Сам я сумел исчезнуть с людских глаз вполне незаметно. Если кто и выражал недоумение по этому поводу, то одни предполагали, что я переплыл обратно через Узкое море и отправился в путешествие, а другие — что уединился в каком-то новом укрытии и опять предался наукам. Я слышал От Ральфа и Эктора, — а иногда и от ничего не подозревающего Артура, — что сведения обо мне приходили из разных концов страны. Рассказывали, что, как только Утер занедужил, тут же к берегу в золотой барке под алым парусом пристал Мерлин, пересел на коня и поскакал в замок, а исцелив короля, исчез, растворившись в воздухе. Потом его якобы видели в Брин Мирддине, хотя, как он туда приехал, никто не заметил. (А ведь я менял лошадей в обычных местах и ночевал всегда в придорожных тавернах.) После же этого, рассказывали, маг Мерлин завел привычку появляться в самых разных уголках страны и тут же исчезать. Он исцелил больную женщину близ Акве Сулис, а неделей позже был встречен людьми за четыреста миль оттуда, в Каледонском лесу. Россказни эти множились, сочиняемые досужими людьми, которые стремились придать себе значительности передачей таких «новостей». Иной раз, как случалось и прежде, какой-нибудь бродячий лекарь или самозваный прорицатель объявлял себя «новым Мерлином», а то и прямо присваивал мое имя: это внушало больным доверие и в случае выздоровления не причиняло вреда; если же больной умирал, люди потом говорили: «Значит, это был все-таки не Мерлин, его бы чары подействовали обязательно». Лже-Мерлин к этому времени бывал уже далеко, а моя врачебная слава не страдала. Так я хранил тайну и не терпел урона. Незаметного отшельника в Зеленой часовне не касалось никакое, даже минутное, подозрение.

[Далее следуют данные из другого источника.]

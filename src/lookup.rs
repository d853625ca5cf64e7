//! Sheet and row lookup over the values read by calamine.
//!
//! Rows and columns handed to calamine are 0-based; the row returned by
//! [`find_day_row`] is 1-based like the A1 references written by umya.

use std::sync::LazyLock;

use calamine::{Data, Range};
use chrono::{Datelike, NaiveDate};
use regex::Regex;

const DAY_COLUMN: u32 = 0;
const DATE_COLUMN: u32 = 1;

static DAY_FORMULA: LazyLock<Regex> =
    LazyLock::new(|| Regex::new(r"(?i)^\s*=?\s*DAY\(").expect("valid regex"));

/// First sheet whose trimmed, lowercased name starts with the requested month.
pub fn find_sheet<'a>(names: &'a [String], month: &str) -> Option<&'a str> {
    let wanted = month.trim().to_lowercase();
    names
        .iter()
        .find(|name| name.trim().to_lowercase().starts_with(&wanted))
        .map(String::as_str)
}

/// How column 1 of a day row encodes its day.
#[derive(Debug, Clone, Copy, PartialEq, Eq)]
pub enum DayCell {
    Literal(i64),
    /// `=DAY(...)`: the day comes from the date in column 2.
    FormulaDerived,
}

pub fn read_day_cell(value: Option<&Data>, formula: Option<&str>) -> Option<DayCell> {
    if let Some(formula) = formula.filter(|f| !f.trim().is_empty()) {
        // Only the prefix is checked; other formulas never hold a literal day.
        return DAY_FORMULA
            .is_match(formula)
            .then_some(DayCell::FormulaDerived);
    }
    value.and_then(literal_day).map(DayCell::Literal)
}

fn literal_day(value: &Data) -> Option<i64> {
    match value {
        Data::Int(n) => Some(*n),
        Data::Float(n) if n.is_finite() && n.fract() == 0.0 => Some(*n as i64),
        Data::String(s) => s.trim().parse().ok(),
        _ => None,
    }
}

/// Day of month of a date cell, if the cell holds a date.
///
/// Serial dates go through calamine, which knows whether the workbook uses
/// the 1900 or the 1904 date system.
pub fn date_day(value: &Data) -> Option<u32> {
    match value {
        Data::DateTime(dt) => dt.as_datetime().map(|d| d.day()),
        Data::DateTimeIso(s) => s
            .get(..10)
            .and_then(|d| NaiveDate::parse_from_str(d, "%Y-%m-%d").ok())
            .map(|d| d.day()),
        _ => None,
    }
}

fn row_span(values: &Range<Data>, formulas: &Range<String>) -> Option<(u32, u32)> {
    let starts = [values.start(), formulas.start()];
    let ends = [values.end(), formulas.end()];
    let first = starts.iter().flatten().map(|&(row, _)| row).min()?;
    let last = ends.iter().flatten().map(|&(row, _)| row).max()?;
    Some((first, last))
}

/// 1-based row whose column 1 designates `day`, scanning top to bottom.
pub fn find_day_row(values: &Range<Data>, formulas: &Range<String>, day: u32) -> Option<u32> {
    let (first, last) = row_span(values, formulas)?;

    (first..=last)
        .find(|&row| {
            let value = values.get_value((row, DAY_COLUMN));
            let formula = formulas.get_value((row, DAY_COLUMN)).map(String::as_str);
            match read_day_cell(value, formula) {
                Some(DayCell::Literal(n)) => n == i64::from(day),
                Some(DayCell::FormulaDerived) => {
                    values.get_value((row, DATE_COLUMN)).and_then(date_day) == Some(day)
                }
                None => false,
            }
        })
        .map(|row| row + 1)
}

Изредка мне удавалось переправить королю успокоительное известие. Больше всего я опасался, что у него не хватит терпения и он либо раньше срока потребует мальчика к себе, либо же своими неосторожными действиями выдаст Эктора и меня находящимся при нем соглядатаям. Но Утер молчал. Эктор в разговоре со мной как-то признался, что не понимает, чем руководствуется король: то ли по-прежнему считает, что мальчику быть при нем в Лондоне пока опасно, то ли в глубине души еще надеется вопреки очевидности, что у него родится другой сын.

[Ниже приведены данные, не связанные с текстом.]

//! Line-oriented rendering of the two screens.
//!
//! Every prompt shows its default in brackets; an empty answer keeps it.
//! End of input leaves the program. Files are chosen through a [`FilePicker`].

use std::fmt::Display;
use std::io::{self, BufRead, Write};
use std::path::{Path, PathBuf};

use crate::app::Surface;
use crate::dialogs::{FilePicker, with_source_extension};
use crate::request::{Coverage, Month, SaveMode, Shift};
use crate::view::{Form, ViewModel};

#[derive(Debug, Clone, PartialEq, Eq)]
pub enum Action {
    ConfirmFile(String),
    Register(SaveMode),
    ChangeFile,
    Stay,
    Quit,
}

pub struct Terminal<R, W, P> {
    input: R,
    output: W,
    picker: P,
}

/// Option by 1-based position or by its label, ignoring case.
fn choose<T: Copy + Display>(options: &[T], answer: &str) -> Option<T> {
    let answer = answer.trim();
    if let Ok(n) = answer.parse::<usize>() {
        return n.checked_sub(1).and_then(|i| options.get(i)).copied();
    }
    let answer = answer.to_lowercase();
    options
        .iter()
        .find(|o| o.to_string().to_lowercase() == answer)
        .copied()
}

fn position<T: PartialEq>(options: &[T], current: &T) -> String {
    options
        .iter()
        .position(|o| o == current)
        .map(|i| (i + 1).to_string())
        .unwrap_or_default()
}

impl<R: BufRead, W: Write, P: FilePicker> Terminal<R, W, P> {
    pub fn new(input: R, output: W, picker: P) -> Self {
        Self {
            input,
            output,
            picker,
        }
    }

    pub fn into_output(self) -> W {
        self.output
    }

    pub fn banner(&mut self, title: &str, version: &str) -> io::Result<()> {
        writeln!(self.output, "{title}  v{version}")
    }

    fn ask(&mut self, label: &str, default: &str) -> io::Result<Option<String>> {
        if default.is_empty() {
            write!(self.output, "{label}: ")?;
        } else {
            write!(self.output, "{label} [{default}]: ")?;
        }
        self.output.flush()?;

        let mut line = String::new();
        if self.input.read_line(&mut line)? == 0 {
            return Ok(None);
        }
        let line = line.trim();
        Ok(Some(if line.is_empty() {
            default.to_string()
        } else {
            line.to_string()
        }))
    }

    fn notice(&mut self, kind: &str, title: &str, message: &str) {
        if let Err(err) = writeln!(self.output, "[{kind}] {title}: {message}") {
            log::warn!("no se pudo mostrar el aviso '{title}': {err}");
        }
    }

    pub fn select_file_screen(&mut self, vm: &ViewModel) -> io::Result<Action> {
        writeln!(self.output)?;
        writeln!(self.output, "Seleccionar archivo de partes")?;
        writeln!(
            self.output,
            "Indique la ruta del libro Excel con los partes mensuales \
             (e para examinar, q para salir)."
        )?;

        let suggestion = vm.path_suggestion();
        match self.ask("Ruta del archivo (.xlsx/.xlsm)", &suggestion)? {
            None => Ok(Action::Quit),
            Some(answer) if answer.eq_ignore_ascii_case("q") => Ok(Action::Quit),
            Some(answer) if answer.eq_ignore_ascii_case("e") => {
                match self.picker.pick_workbook(vm.workbook()) {
                    Some(path) => Ok(Action::ConfirmFile(path.to_string_lossy().into_owned())),
                    None => Ok(Action::Stay),
                }
            }
            Some(answer) => Ok(Action::ConfirmFile(answer)),
        }
    }

    pub fn form_screen(&mut self, vm: &mut ViewModel) -> io::Result<Action> {
        writeln!(self.output)?;
        writeln!(self.output, "Registrar horas extraordinarias")?;
        writeln!(self.output, "Archivo: {}", vm.workbook_name())?;
        if let Some(status) = vm.status() {
            writeln!(self.output, "{status}")?;
        }
        writeln!(self.output, "  1) Registrar y guardar")?;
        writeln!(self.output, "  2) Registrar en copia…")?;
        writeln!(self.output, "  c) Cambiar archivo")?;
        writeln!(self.output, "  q) Salir")?;

        let Some(choice) = self.ask("Opción", "1")? else {
            return Ok(Action::Quit);
        };
        let mode = match choice.to_lowercase().as_str() {
            "1" => SaveMode::InPlace,
            "2" => SaveMode::NewFile,
            "c" => return Ok(Action::ChangeFile),
            "q" => return Ok(Action::Quit),
            other => {
                self.notice("Error", "Error", &format!("Opción no válida: {other}"));
                return Ok(Action::Stay);
            }
        };

        if !self.fill_form(vm.form_mut())? {
            return Ok(Action::Quit);
        }
        Ok(Action::Register(mode))
    }

    /// Returns `false` when input ended midway.
    fn fill_form(&mut self, form: &mut Form) -> io::Result<bool> {
        let Some(day) = self.ask("1. Día (1-31)", &form.day)? else {
            return Ok(false);
        };
        form.day = day;

        let current = form.month.map(Month::name).unwrap_or_default();
        let Some(month) = self.ask("   Mes (1-12 o nombre)", current)? else {
            return Ok(false);
        };
        form.month = Month::parse(&month);

        let labels = Shift::ALL.map(|s| s.label()).join(", ");
        let Some(shift) = self.ask(
            &format!("2. Turno ({labels})"),
            &position(&Shift::ALL, &form.shift),
        )?
        else {
            return Ok(false);
        };
        match choose(&Shift::ALL, &shift) {
            Some(shift) => form.shift = shift,
            None => self.notice("Error", "Turno", &format!("Opción no válida: {shift}")),
        }

        writeln!(self.output, "3. ¿A quién cubre?")?;
        for (i, coverage) in Coverage::ALL.iter().enumerate() {
            writeln!(self.output, "   {}) {coverage}", i + 1)?;
        }
        let Some(coverage) = self.ask("   Cobertura", &position(&Coverage::ALL, &form.coverage))?
        else {
            return Ok(false);
        };
        match choose(&Coverage::ALL, &coverage) {
            Some(coverage) => form.coverage = coverage,
            None => self.notice("Error", "Cobertura", &format!("Opción no válida: {coverage}")),
        }

        Ok(true)
    }
}

impl<R: BufRead, W: Write, P: FilePicker> Surface for Terminal<R, W, P> {
    fn error(&mut self, title: &str, message: &str) {
        self.notice("Error", title, message);
    }

    fn warning(&mut self, title: &str, message: &str) {
        self.notice("Aviso", title, message);
    }

    fn info(&mut self, title: &str, message: &str) {
        self.notice("Info", title, message);
    }

    fn ask_save_path(&mut self, source: &Path) -> Option<PathBuf> {
        let chosen = self.picker.pick_destination(source);
        if chosen.is_none() {
            log::debug!("diálogo de guardado cerrado sin destino");
        }
        chosen.map(|path| with_source_extension(path, source))
    }
}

Я же полагал, что ни то, ни другое. Беднягу Утера одолевали заботы, измены, немочи, к которым он был так непривычен; к тому же в ту зиму и королева начала прибаливать. Ему просто было недосуг, мысли не доходили до незнакомого мальчишки, который живет где-то и дожидается своего срока, чтобы перенять у него то, что ему день ото дня становилось все труднее удерживать.

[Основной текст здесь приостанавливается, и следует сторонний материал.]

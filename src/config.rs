//! Persisted session state: the workbook path chosen last time.
//!
//! The record is advisory. A missing or corrupt file behaves like a first run.

use std::env;
use std::fs;
use std::io;
use std::path::{Path, PathBuf};

use serde::{Deserialize, Serialize};
use thiserror::Error;

pub const CONFIG_FILE_NAME: &str = "config.json";

#[derive(Debug, Clone, Default, PartialEq, Eq, Serialize, Deserialize)]
pub struct SessionConfig {
    #[serde(default)]
    pub filepath: Option<PathBuf>,
}

impl SessionConfig {
    /// The stored path, only if it still points at a regular file.
    pub fn existing_file(&self) -> Option<&Path> {
        self.filepath.as_deref().filter(|p| p.is_file())
    }
}

#[derive(Debug, Error)]
pub enum ConfigError {
    #[error("{}: {source}", .path.display())]
    Io {
        path: PathBuf,
        #[source]
        source: io::Error,
    },

    #[error("no se pudo serializar la configuración: {0}")]
    Serialize(#[from] serde_json::Error),
}

#[derive(Debug, Clone)]
pub struct ConfigStore {
    path: PathBuf,
}

impl ConfigStore {
    pub fn new(path: impl Into<PathBuf>) -> Self {
        Self { path: path.into() }
    }

    /// `config.json` in the directory of the running executable.
    pub fn beside_executable() -> io::Result<Self> {
        let exe = env::current_exe()?;
        let dir = exe
            .parent()
            .map(Path::to_path_buf)
            .unwrap_or_else(|| PathBuf::from("."));
        Ok(Self::new(dir.join(CONFIG_FILE_NAME)))
    }

    pub fn path(&self) -> &Path {
        &self.path
    }

    pub fn load(&self) -> SessionConfig {
        if !self.path.is_file() {
            log::debug!("sin configuración previa en {}", self.path.display());
            return SessionConfig::default();
        }

        let content = match fs::read_to_string(&self.path) {
            Ok(content) => content,
            Err(err) => {
                log::warn!("no se pudo leer {}: {err}", self.path.display());
                return SessionConfig::default();
            }
        };

        serde_json::from_str(&content).unwrap_or_else(|err| {
            log::warn!("configuración inválida en {}: {err}", self.path.display());
            SessionConfig::default()
        })
    }

    pub fn save(&self, config: &SessionConfig) -> Result<(), ConfigError> {
        let content = serde_json::to_string_pretty(config)?;
        fs::write(&self.path, content).map_err(|source| ConfigError::Io {
            path: self.path.clone(),
            source,
        })
    }
}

Что же до королевы, то я за эти годы много раз дивился ее молчанию. Ральф как-то ухитрился тайно поддерживать связь со своей бабкой и через нее извещал королеву о благополучии ее сына. Но Игрейна, насколько можно было судить по рассказам, хоть и любила свою дочь Моргиану и, наверно, сына тоже могла бы полюбить, тем не менее оказалась способна вполне, на мой взгляд, равнодушно смотреть, как ее детей делают орудиями королевской политики. Моргиана и Артур были для нее лишь залогами ее любви к королю: дав им жизнь, она сразу же вновь всем существом обращалась к мужу. Артура она почти не видела и довольствовалась сознанием, что в один прекрасный день, когда понадобится королю, он явится, молодой и могучий, из своего тайного убежища и окажет королю поддержку. А Моргиану, единственную дочь, которой она отдала всю свою материнскую ласку, она соглашалась (бровью не поведя, как было сказано в письме Марсии) отдать замуж в чужие края, что должно было привлечь холодное северное королевство и его сумрачного властелина на сторону Утера в предстоящей борьбе. Когда я рассказывал Артуру о всепожирающей страсти, которая некогда овладела Утером и Игрейной, я и вполовину не передал того, что было на самом деле. Игрейна и теперь была прежде всего возлюбленной Утера и только потом королевой: мать королевских детей, она интересовалась ими не больше, чем ястреб, когда его птенцы слетают с гнезда. Так оно было и лучше для нее. И для Артура, я полагал, тоже. Все, что ему было теперь нужно, он получал от Эктора и его достойной супруги.